His concerns have only been reinforced by questions over whether Mr Trump will be able to deliver the tax cuts and infrastructure boom that enthused markets. “Cable”, the currency market’s shorthand for sterling’s rate against the dollar, has risen 2.9 per cent since mid-March.
Mr Juckes argues that ditching the pound for the euro “looks the easy, better trade” for investors who remain bearish on sterling because of Brexit.
Indeed, many analysts expect the euro to be strong over coming months if the eurozone economy continues to improve and forces the ECB to focus on winding down its quantitative easing and programme. Defeat for Marine Le Pen, the far-right candidate, in France’s presidential election, which is decided in May, could provide a further boost.
“There is a huge prospect for rate support for the euro over the next few months,” says Richard Benson of Millennium Global Investments.
That may spell the end of an unusual period in which the pound’s movements against the dollar and the euro were more often than not in sync.

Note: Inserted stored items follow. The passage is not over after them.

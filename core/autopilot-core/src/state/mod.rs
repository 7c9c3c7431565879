//! Persisted session state.
//!
//! Discipline: read once at event start, transform in memory through the
//! pure functions in [`tracker`], write once at event end via the atomic
//! store. Concurrent controller invocations for the same project are not a
//! supported scenario; the host delivers one event at a time.
//!
//! # Module Structure
//!
//! - [`types`]: the `SessionState` aggregate and its sub-records
//! - [`store`]: versioned, defensive load/save of `.autopilot/state.json`
//! - [`tracker`]: pure state transformations

pub mod store;
pub mod tracker;
pub mod types;

pub use types::{
    BuildError, BuildStatus, Checkpoint, DevServer, FeatureBranch, FileTracking, PendingFix,
    SessionInfo, SessionState, TestState,
};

“Clearly Brexit has been the dominant story and has been the key driver of both exchange rates,” says Ugo Lancioni, a fixed income and currency portfolio manager at Neuberger Berman.
He notes that cable and sterling’s exchange rate with the euro traded more or less in line with each other over the past 12 months, giving a correlation of 76 per cent — compared with just 40 per cent for the preceding nine years.
But now sterling trades against the euro may return to the pattern set by previous periods of divergence — one largely determined by factors in continental Europe. During the European debt crisis in 2011-12, the pound held its own against the dollar but rose against the euro. When European growth lagged behind the UK and the US, sterling again strengthened against the euro, even though it fell against the dollar.
Should the Bank of England also tighten monetary policy the picture could be further complicated by greater sterling strength.
That is not to say the influence of Brexit on sterling is definitively at an end. “As the UK moves closer to exit, it would not be unreasonable to expect higher sterling volatility than in the past,” Mr Lancioni warns.